Zhu Yinhui, Zhu Yingqun, Chen Sirui, Cai Qian
Department of Respiratory and Critical Care Medicine, The Third Hospital of Changsha, Hunan, China.
Department of Emergency Medicine, The Third Hospital of Changsha, Hunan, China.
Comput Methods Biomech Biomed Engin. 2025 Feb;28(3):326-336. doi: 10.1080/10255842.2023.2287418. Epub 2023 Nov 28.

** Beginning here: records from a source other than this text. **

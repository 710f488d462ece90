//! Health gauge banding.

use common::HealthResponse;
use serde::Serialize;

pub const HEALTHY_THRESHOLD: f64 = 80.0;
pub const WATCH_THRESHOLD: f64 = 60.0;
pub const MISSING_VALUE: &str = "N/A";

#[derive(Debug, Clone, Copy, PartialEq, Eq, Serialize)]
#[serde(rename_all = "lowercase")]
pub enum HealthBand {
    Healthy,
    Watch,
    Critical,
    Unknown,
}

impl HealthBand {
    pub fn from_score(score: f64) -> Self {
        if !score.is_finite() {
            HealthBand::Unknown
        } else if score >= HEALTHY_THRESHOLD {
            HealthBand::Healthy
        } else if score >= WATCH_THRESHOLD {
            HealthBand::Watch
        } else {
            HealthBand::Critical
        }
    }

    pub fn label(&self) -> &'static str {
        match self {
            HealthBand::Healthy => "Healthy",
            HealthBand::Watch => "Watch",
            HealthBand::Critical => "Critical",
            HealthBand::Unknown => "Unknown",
        }
    }

    pub fn text_class(&self) -> &'static str {
        match self {
            HealthBand::Healthy => "text-emerald-400",
            HealthBand::Watch => "text-yellow-400",
            HealthBand::Critical => "text-red-500",
            HealthBand::Unknown => "text-neutral-400",
        }
    }
}

/// Display values of the health gauge.
#[derive(Debug, Clone, PartialEq, Serialize)]
pub struct GaugeReading {
    pub score: Option<f64>,
    pub band: HealthBand,
    pub stability: String,
    pub risk: String,
    pub confidence: String,
}

impl GaugeReading {
    pub fn from_response(health: &HealthResponse) -> Self {
        let score = health.score();
        Self {
            score,
            band: score.map_or(HealthBand::Unknown, HealthBand::from_score),
            stability: number_or_missing(health.stability_index),
            risk: health
                .risk_label
                .clone()
                .unwrap_or_else(|| MISSING_VALUE.to_string()),
            confidence: number_or_missing(health.model_confidence()),
        }
    }

    pub fn score_display(&self) -> String {
        match self.score {
            Some(score) if score.is_finite() => format!("{score:.1}"),
            _ => MISSING_VALUE.to_string(),
        }
    }
}

fn number_or_missing(value: Option<f64>) -> String {
    match value {
        Some(value) if value.is_finite() => format!("{value:.2}"),
        _ => MISSING_VALUE.to_string(),
    }
}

Cancer-associated fibroblasts (CAFs) are an important component of the tumor microenvironment that contribute toward the development of tumors. This study aimed to establish a new algorithm based on CAF scores to predict the prognosis and immunotherapy response in patients with lung squamous cell carcinoma (LUSC). The RNA-seq data of LUSC patients were obtained from two databases and merged after removing inter-batch differences. The CAF-related data for each sample were obtained through three different algorithms. Consistency cluster analysis was performed to obtain different CAF clusters, which were analyzed to identify differentially expressed genes. These were subjected to uniform cluster analysis to obtain different gene clusters. The Boruta algorithm was used to calculate the CAF score. Three CAF clusters and two gene clusters were obtained, all of which differed in their patient prognoses and the content of infiltrating immune cells. Patients with high CAF scores exhibited worse overall survival, higher expression of biomarkers related to immune checkpoints and immune activity, and lower tumor mutation burden. The CAF score could also predict the immunotherapy response of patients. This study suggests that the CAF score can accurately predict the prognosis and immunotherapy response of LUSC patients.
癌症相关成纤维细胞(CAFs)是肿瘤微环境的重要组成部分,对肿瘤的发展起作用。本研究旨在建立一种基于CAF评分的新算法,以预测肺鳞状细胞癌(LUSC)患者的预后和免疫治疗反应。LUSC患者的RNA测序数据从两个数据库中获取,并在消除批次间差异后进行合并。通过三种不同算法获得每个样本的CAF相关数据。进行一致性聚类分析以获得不同的CAF簇,并对其进行分析以鉴定差异表达基因。对这些基因进行统一聚类分析以获得不同的基因簇。使用Boruta算法计算CAF评分。获得了三个CAF簇和两个基因簇,所有这些在患者预后和浸润免疫细胞含量方面均有所不同。CAF评分高的患者总生存期较差,与免疫检查点和免疫活性相关的生物标志物表达较高,肿瘤突变负担较低。CAF评分还可以预测患者的免疫治疗反应。本研究表明,CAF评分可以准确预测LUSC患者的预后和免疫治疗反应。